Materials and methods: In current study forty female Albino rats, weighing 220-280 g were used. For the induction of mucositis, 60 mg/kg of 5-FU was administered intraperitoneally to each animal in the study group on day 0, and 40 mg/kg was administered on day 2. The control animals were intraperitoneally injected by normal saline in the same manner and dose like 5-FU on day 0 and 2. Then the rats in each group were randomly divided into two groups: Distilled water treated group and chamomile extract treated group (10 animals each).
A volume of distilled water equal to chamomile extract was given by intragastric gavage tube, while the other group was gavaged with chamomile extract at a dose of (100 mg/ kg) two times daily. The treatment with distilled water or the chamomile extract was initiated on day 5 and the experiment continues for twelve days. The animals were sacrificed on day 8 and 12 (five animals each). In each experiment, the middle third of the tongue was removed for histopathological and immunohistochemical analysis using Ki-67 and Bcl-2 immunolabeling.
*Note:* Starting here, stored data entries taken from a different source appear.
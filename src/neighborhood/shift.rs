//! Shift: move one job to another position of the same machine.
//!
//! For each machine with at least two jobs and each source position, the
//! job is taken out and reinserted at every position of the shortened
//! sequence except the one it came from. A machine with `c` jobs yields
//! `c * (c - 1)` candidates.

use super::{pick_machine, sources, Move};
use crate::solution::{Refreshed, Solution};
use rand::Rng;

pub(super) fn enumerate<'p, F>(scratch: &mut Solution<'p>, target: Option<usize>, visit: &mut F)
where
    F: FnMut(Refreshed<'_, 'p>, Move),
{
    for machine in sources(scratch, target) {
        let count = scratch.count(machine);
        if count < 2 {
            continue;
        }
        for from in 0..count {
            let job = scratch.job_at(machine, from);
            let removed = scratch.remove(machine, from);
            for to in 0..count {
                if to == from {
                    continue;
                }
                let inserted = scratch.insert(job, machine, to);
                visit(scratch.refresh(), Move::Shift { machine, from, to });
                scratch.revert(inserted);
            }
            scratch.revert(removed);
        }
    }
}

pub(super) fn sample<R: Rng + ?Sized>(
    solution: &Solution<'_>,
    rng: &mut R,
    target: Option<usize>,
) -> Option<Move> {
    let machine = pick_machine(solution, rng, target, 2)?;
    let count = solution.count(machine);
    let from = rng.random_range(0..count);
    let to = loop {
        let to = rng.random_range(0..count);
        if to != from {
            break to;
        }
    };
    Some(Move::Shift { machine, from, to })
}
Results: Chamomile can protect the tongue from fluorouracil-induced cytotoxicity and attenuate or decrease the associated injury. The chamomile in 5-FU+chamomile group causes significant increase in Ki-67 and Bcl-2 immunoexpression in comparison with 5-FU+water group at day eight. But longer duration of taking chamomile can cause cytotoxic and damaging effect to the tongue mucosa.
Conclusion: Chamomile can protect the tongue mucosa from fluorouracil-induced mucositis. It attenuate the associated injury if it taken for short duration, but the reverse was occurred if it taken for longer period.